How is it self-contradictory? You haven't pinpointed any contradiction. Freedom is in fact the only way to avoid self-contradiction. A man should not be punished for actions beyond his freedom to control. If I were able to monitor a day of your own life, I'd see your own actions confirming this principle time and again, because I'm confident you don't go around blaming a given individual for an incident obviously impossible for him to have caused. I'm confident you try to treat your family, friends, relatives, and coworkers according to this basic principle because it defines justice as universally understood by both Christians and most non-Christians as well.
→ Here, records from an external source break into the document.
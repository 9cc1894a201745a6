//! Condition sets and the combination rule
//!
//! Members are evaluated concurrently on every call. Nothing is cached:
//! the chain state a grant was issued under can change before it is used.

use futures::future::join_all;
use serde::{Deserialize, Serialize};
use tracing::debug;

use crate::condition::Condition;
use crate::context::{ConditionContext, ConditionOracle};
use crate::error::ConditionError;

/// How member results combine into one decision
#[derive(Debug, Clone, Copy, PartialEq, Eq, Default, Serialize, Deserialize)]
#[serde(rename_all = "camelCase")]
pub enum CombinationRule {
    /// Every member must pass
    #[default]
    All,
    /// At least `m` members must pass
    Threshold(usize),
}

/// Ordered conditions plus a combination rule
#[derive(Debug, Clone, PartialEq, Eq, Serialize, Deserialize)]
pub struct ConditionSet {
    conditions: Vec<Condition>,
    #[serde(default)]
    rule: CombinationRule,
}

impl ConditionSet {
    /// All-must-pass set
    pub fn new(conditions: Vec<Condition>) -> Self {
        Self {
            conditions,
            rule: CombinationRule::All,
        }
    }

    /// m-of-n set
    pub fn with_threshold(conditions: Vec<Condition>, m: usize) -> Result<Self, ConditionError> {
        let set = Self {
            conditions,
            rule: CombinationRule::Threshold(m),
        };
        set.validate()?;
        Ok(set)
    }

    pub fn conditions(&self) -> &[Condition] {
        &self.conditions
    }

    pub fn rule(&self) -> CombinationRule {
        self.rule
    }

    pub fn len(&self) -> usize {
        self.conditions.len()
    }

    pub fn is_empty(&self) -> bool {
        self.conditions.is_empty()
    }

    /// Check every member and the rule without touching the network
    pub fn validate(&self) -> Result<(), ConditionError> {
        if let CombinationRule::Threshold(m) = self.rule {
            if m == 0 || m > self.conditions.len() {
                return Err(ConditionError::Invalid(format!(
                    "threshold {} out of range for {} conditions",
                    m,
                    self.conditions.len()
                )));
            }
        }
        self.conditions.iter().try_for_each(Condition::validate)
    }

    /// Canonical JSON form
    pub fn to_json(&self) -> Result<String, ConditionError> {
        serde_json::to_string(self).map_err(|e| ConditionError::Serialization(e.to_string()))
    }

    pub fn from_json(json: &str) -> Result<Self, ConditionError> {
        let set: Self =
            serde_json::from_str(json).map_err(|e| ConditionError::Serialization(e.to_string()))?;
        set.validate()?;
        Ok(set)
    }

    /// Evaluate all members concurrently and apply the rule.
    ///
    /// A definite answer wins over an evaluation error: an ALL set with one
    /// failing member is false even if another member's oracle was down.
    pub async fn evaluate(
        &self,
        context: &ConditionContext,
        oracle: &dyn ConditionOracle,
    ) -> Result<bool, ConditionError> {
        let results = join_all(
            self.conditions
                .iter()
                .map(|condition| condition.evaluate(context, oracle)),
        )
        .await;

        let satisfied = results.iter().filter(|r| matches!(r, Ok(true))).count();
        let unsatisfied = results.iter().filter(|r| matches!(r, Ok(false))).count();
        let first_error = results.into_iter().find_map(Result::err);

        let outcome = match self.rule {
            CombinationRule::All => {
                if unsatisfied > 0 {
                    Ok(false)
                } else if let Some(err) = first_error {
                    Err(err)
                } else {
                    Ok(true)
                }
            }
            CombinationRule::Threshold(m) => {
                let errored = self.conditions.len() - satisfied - unsatisfied;
                if satisfied >= m {
                    Ok(true)
                } else if satisfied + errored < m {
                    Ok(false)
                } else {
                    Err(first_error.unwrap_or_else(|| {
                        ConditionError::Evaluation("incomplete evaluation".into())
                    }))
                }
            }
        };

        debug!(
            "Condition set ({} members, {:?}): {} passed, {} failed -> {:?}",
            self.conditions.len(),
            self.rule,
            satisfied,
            unsatisfied,
            outcome
        );
        outcome
    }

    /// Like [`evaluate`](Self::evaluate) but maps `false` to `NotSatisfied`
    pub async fn check(
        &self,
        context: &ConditionContext,
        oracle: &dyn ConditionOracle,
    ) -> Result<(), ConditionError> {
        if self.evaluate(context, oracle).await? {
            Ok(())
        } else {
            Err(ConditionError::NotSatisfied)
        }
    }
}

impl From<Condition> for ConditionSet {
    fn from(condition: Condition) -> Self {
        Self::new(vec![condition])
    }
}

#[cfg(test)]
mod tests {
    use super::*;
    use crate::context::ContractQuery;
    use crate::error::OracleError;
    use crate::value::{Comparator, Param, ReturnValueTest};
    use async_trait::async_trait;
    use std::collections::HashMap;
    use std::sync::atomic::{AtomicUsize, Ordering};

    const NFT: &str = "0x1e988ba4692e52bc50b375bcc8585b95c48aad77";
    const TOKEN: &str = "0x5cf1703a1c99a4b42eb056535840e93118177232";
    const USER: &str = "0xaaaaaaaaaaaaaaaaaaaaaaaaaaaaaaaaaaaaaaaa";

    /// Answers by contract address; unknown contracts are unavailable
    #[derive(Default)]
    struct MapOracle {
        answers: HashMap<String, Param>,
        calls: AtomicUsize,
    }

    impl MapOracle {
        fn answer(mut self, contract: &str, value: impl Into<Param>) -> Self {
            self.answers.insert(contract.to_string(), value.into());
            self
        }
    }

    #[async_trait]
    impl ConditionOracle for MapOracle {
        async fn call(&self, query: &ContractQuery) -> Result<Param, OracleError> {
            self.calls.fetch_add(1, Ordering::SeqCst);
            self.answers
                .get(&query.contract_address)
                .cloned()
                .ok_or_else(|| OracleError::Unavailable(query.contract_address.clone()))
        }
    }

    fn owns_nft() -> Condition {
        Condition::erc721_ownership(NFT, 5, 5954)
    }

    fn holds_tokens() -> Condition {
        Condition::erc20_balance(TOKEN, 5, ReturnValueTest::new(Comparator::Ge, 100u64))
    }

    #[test]
    fn test_json_roundtrip() {
        let set = ConditionSet::with_threshold(vec![owns_nft(), holds_tokens()], 1).unwrap();
        let json = set.to_json().unwrap();
        let decoded = ConditionSet::from_json(&json).unwrap();
        assert_eq!(decoded, set);
        assert_eq!(decoded.conditions()[0].parameters(), vec![Param::from(5954u64)]);
    }

    #[test]
    fn test_rule_defaults_to_all() {
        let json = format!(r#"{{"conditions":[{}]}}"#, serde_json::to_string(&owns_nft()).unwrap());
        let set = ConditionSet::from_json(&json).unwrap();
        assert_eq!(set.rule(), CombinationRule::All);
    }

    #[test]
    fn test_threshold_out_of_range() {
        assert!(ConditionSet::with_threshold(vec![owns_nft()], 0).is_err());
        assert!(ConditionSet::with_threshold(vec![owns_nft()], 2).is_err());
    }

    #[tokio::test]
    async fn test_all_rule() {
        let ctx = ConditionContext::for_user(USER);
        let set = ConditionSet::new(vec![owns_nft(), holds_tokens()]);

        let pass = MapOracle::default().answer(NFT, USER).answer(TOKEN, 150u64);
        assert!(set.evaluate(&ctx, &pass).await.unwrap());

        let poor = MapOracle::default().answer(NFT, USER).answer(TOKEN, 10u64);
        assert!(!set.evaluate(&ctx, &poor).await.unwrap());
        assert_eq!(
            set.check(&ctx, &poor).await,
            Err(ConditionError::NotSatisfied)
        );
    }

    #[tokio::test]
    async fn test_all_rule_outage_is_retryable() {
        let ctx = ConditionContext::for_user(USER);
        let set = ConditionSet::new(vec![owns_nft(), holds_tokens()]);

        let partial = MapOracle::default().answer(NFT, USER);
        let err = set.evaluate(&ctx, &partial).await.unwrap_err();
        assert!(err.is_retryable());

        // A definite failure outranks the outage
        let denied = MapOracle::default().answer(NFT, "0xother");
        assert!(!set.evaluate(&ctx, &denied).await.unwrap());
    }

    #[tokio::test]
    async fn test_threshold_rule() {
        let ctx = ConditionContext::for_user(USER);
        let set = ConditionSet::with_threshold(vec![owns_nft(), holds_tokens()], 1).unwrap();

        let only_tokens = MapOracle::default().answer(NFT, "0xother").answer(TOKEN, 500u64);
        assert!(set.evaluate(&ctx, &only_tokens).await.unwrap());

        let neither = MapOracle::default().answer(NFT, "0xother").answer(TOKEN, 1u64);
        assert!(!set.evaluate(&ctx, &neither).await.unwrap());

        let unknown = MapOracle::default().answer(NFT, "0xother");
        assert!(set.evaluate(&ctx, &unknown).await.unwrap_err().is_retryable());
    }

    #[tokio::test]
    async fn test_no_caching_between_calls() {
        let ctx = ConditionContext::for_user(USER);
        let set = ConditionSet::from(owns_nft());
        let oracle = MapOracle::default().answer(NFT, USER);

        set.evaluate(&ctx, &oracle).await.unwrap();
        set.evaluate(&ctx, &oracle).await.unwrap();
        assert_eq!(oracle.calls.load(Ordering::SeqCst), 2);
    }

    #[tokio::test]
    async fn test_wei_scale_balance() {
        let hundred_tokens = 100_000_000_000_000_000_000u128;
        let rich = Condition::erc20_balance(
            TOKEN,
            1,
            ReturnValueTest::new(Comparator::Ge, hundred_tokens),
        );
        let set = ConditionSet::from(rich);

        let json = set.to_json().unwrap();
        assert!(json.contains(r#""100000000000000000000""#));
        assert_eq!(ConditionSet::from_json(&json).unwrap(), set);

        let ctx = ConditionContext::for_user(USER);
        let whale = MapOracle::default().answer(TOKEN, 150_000_000_000_000_000_000u128);
        assert!(set.evaluate(&ctx, &whale).await.unwrap());

        let minnow = MapOracle::default().answer(TOKEN, 50_000_000_000_000_000_000u128);
        assert!(!set.evaluate(&ctx, &minnow).await.unwrap());
    }
}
God as the First Cause of that chain of cause-and-effect...
Here I must apologize. It's been over 20 years since I did any reading in philosophy and thus I had confused "First Cause" with "First Mover". Yes if God is "First Cause" (defined as the one who pushes the first domino in a series of dominoes), then everything is cause-effect.

So is God "First Cause"? That's what is in debate, here, right? You can't just assume what is to be proven.

He is uncaused. We are not.
Now that's a different claim. To say that God is uncaused doesn't prove He is "First Cause". Secondly, that premise can't be used to "prove" distinctions between man and God in this debate. Why not? I already told you I don't buy into traditional metaphysics. In MY metaphysics, both God and man are equally uncaused.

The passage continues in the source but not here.